» **ABOUT THIS EXERCISE**: Could you retype every entry below exactly as written?

» **DATA PROVIDED**:
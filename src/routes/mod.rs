// HTTP + WebSocket routes

mod http;
mod ws;

use axum::{Router, http::HeaderValue, routing::get};
use std::sync::Arc;
use std::sync::atomic::AtomicUsize;
use tower_http::cors::{AllowOrigin, CorsLayer};

use crate::channel::Dispatcher;
use crate::config::ChannelConfig;

#[derive(Clone)]
pub(crate) struct AppState {
    pub(crate) dispatcher: Dispatcher,
    pub(crate) channel: ChannelConfig,
    pub(crate) active_sessions: Arc<AtomicUsize>,
}

pub fn app(dispatcher: Dispatcher, channel: ChannelConfig) -> Router {
    let origins: Vec<HeaderValue> = channel
        .allowed_origins
        .iter()
        .filter_map(|o| HeaderValue::from_str(o).ok())
        .collect();
    let state = AppState {
        dispatcher,
        channel,
        active_sessions: Arc::new(AtomicUsize::new(0)),
    };
    Router::new()
        .route("/", get(|| async { "pcmedic: repair assistant is running" })) // GET /
        .route("/version", get(http::version_handler)) // GET /version
        .route("/api/capabilities", get(http::capabilities_handler)) // GET /api/capabilities
        .route("/ws/channel", get(ws::ws_channel)) // WS /ws/channel
        .layer(CorsLayer::new().allow_origin(AllowOrigin::list(origins)))
        .with_state(state)
}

» **SOLUTION**:
filename src/routes/mod.rs
// HTTP + WebSocket routes

mod http;
mod ws;

use axum::{Router, http::HeaderValue, routing::get};
use std::sync::Arc;
use std::sync::atomic::AtomicUsize;
use tower_http::cors::{AllowOrigin, CorsLayer};

use crate::channel::Dispatcher;
use crate::config::ChannelConfig;

#[derive(Clone)]
pub(crate) struct AppState {
    pub(crate) dispatcher: Dispatcher,
    pub(crate) channel: ChannelConfig,
    pub(crate) active_sessions: Arc<AtomicUsize>,
}

pub fn app(dispatcher: Dispatcher, channel: ChannelConfig) -> Router {
    let origins: Vec<HeaderValue> = channel
        .allowed_origins
        .iter()
        .filter_map(|o| HeaderValue::from_str(o).ok())
        .collect();
    let state = AppState {
        dispatcher,
        channel,
        active_sessions: Arc::new(AtomicUsize::new(0)),
    };
    Router::new()
        .route("/", get(|| async { "pcmedic: repair assistant is running" })) // GET /
        .route("/version", get(http::version_handler)) // GET /version
        .route("/api/capabilities", get(http::capabilities_handler)) // GET /api/capabilities
        .route("/ws/channel", get(ws::ws_channel)) // WS /ws/channel
        .layer(CorsLayer::new().allow_origin(AllowOrigin::list(origins)))
        .with_state(state)
}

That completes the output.